Web Scraping For Profit Reddit



Web

Welcome to the most interesting (and fun!) blog post on web scraping for dummies. Mind you, this is not a typical web scraping tutorial. You will learn the whys and hows of data scraping along with a few interesting use-cases and fun facts. I've got a fairly strong understanding of taxation stuff and have built a few basic projects in Python, like scraping ASX data, (requests / selenium / soup), modelling taxation, pdf scraping (Py2pdf / tesseract), file processing, etc. I've built my own share tracker in Excel which I currently use.

The goal is to extract or “scrape” information from the postson the front page of a subreddit e.g. http://reddit.com/r/learnpython/new/

You should know that Reddit has an apiand PRAW exists to make using it easier.

  • You use it, taking the blue pill—the article ends.
  • You take the red pill—you stay in Wonderland, and I show you how deep a JSON response goes.

Remember: all I’m offering is the truth. Nothing more.

Reddit allows you to add a .json extension to the end of your request and will give you back a JSON response instead of HTML.

We’ll be using requests as our “HTTP client” which you can install using pip install requests --user if you have not already.

We’re setting the User-Agent header to Mozilla/5.0 as the default requests value is blocked.

r.json()

We know that we’re receiving a JSON response from this request so we use the .json()method on a Response object which turns a JSON“string” intoa Python structure (also see json.loads())

To see a pretty-printed version of the JSON data we can use json.dumps() with its indent argument.

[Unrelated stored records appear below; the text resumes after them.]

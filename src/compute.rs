//! Numeric engine
//!
//! The pure function the server applies to every valid request.

/// Real cube root of `n`
pub fn cube_root(n: i32) -> f64 {
    f64::from(n).cbrt()
}
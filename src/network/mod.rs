//! Network Module
//!
//! TCP server and client handling.
//!
//! ## Architecture
//! - Single acceptor thread polling a non-blocking listener
//! - One handler thread per connection, tracked in a registry
//! - Shutdown wakes blocked handlers and drains them before `run` returns

mod client;
mod connection;
mod server;
mod supervisor;

pub use client::{random_requests, Client, Exchange};
pub use connection::{CloseReason, Connection};
pub use server::{Server, ServerHandle};
pub use supervisor::{ConnectionRegistry, Registration, ShutdownSignal};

The output generated for this particular response is quite largeso it makes sense to write the output to a file for further inspection.

Note if you’re using Python 2 you’ll need from __future__ import print_function to have access to the print()function that has the file argument (or you could just usejson.dump()).

Web Scraping For Profit RedditWeb Scraping For Profit Reddit

Upon further inspection we can see that r.json()['data']['children'] is a list of dicts and each dict represents a submission or “post”.

Your mac is currently downloading software for iphone. There is also some “subreddit” information available.

These before and after values are used for result page navigationjust like when you click on the next and prev buttons.

To get to the next page we can pass after=t3_64o6gh 2011 macbook pro software update. as a GET param.

When making multiple requests however, you will usually want to use a session object.

So as mentioned each submission is a dict and the important information is available inside the data key:

I’ve truncated the output here but important values include author,selftext, title and url

It’s pretty annoying having to use ['data'] all the time so we could have instead declared posts using a list comprehension.

Service

One example of why you may want to do this perhaps is to “scrape” the linksfrom one of the “image posting” subreddits to access the images.

r/aww

One such subreddit isr/aww home of “teh cuddlez”.

Some of these URLs would require further processing though as not all of them are direct links to images and not all of them are images.

Web Scraping For Profit Reddit Post-op

In the case of the direct image links we could fetch them andsave the result to disk.

BeautifulSoup

You could of course just request the regular URL, processing the HTMLwith BeautifulSoup and html5lib which you can install usingpip install beautifulsoup4 html5lib --user if you do not already have them.

BeautifulSoup’s select() method locates items using CSS Selectorsand div.thing here matches <div> tags that contain thing as a class namee.g. class='thing'

We can then use dict indexing on a BeautifulSoupTag object to extract the value of a specific tag attribute.

Web Scraping Online

In this case the URL is contained in the data-url='..' attribute of the <div> tag.

Web Scraping Applications

As already mentioned Reddit does have an API withrules / guidelines and if you’re wanting to do any type of “large-scale” interaction with Reddit you should probably use it via the PRAW library.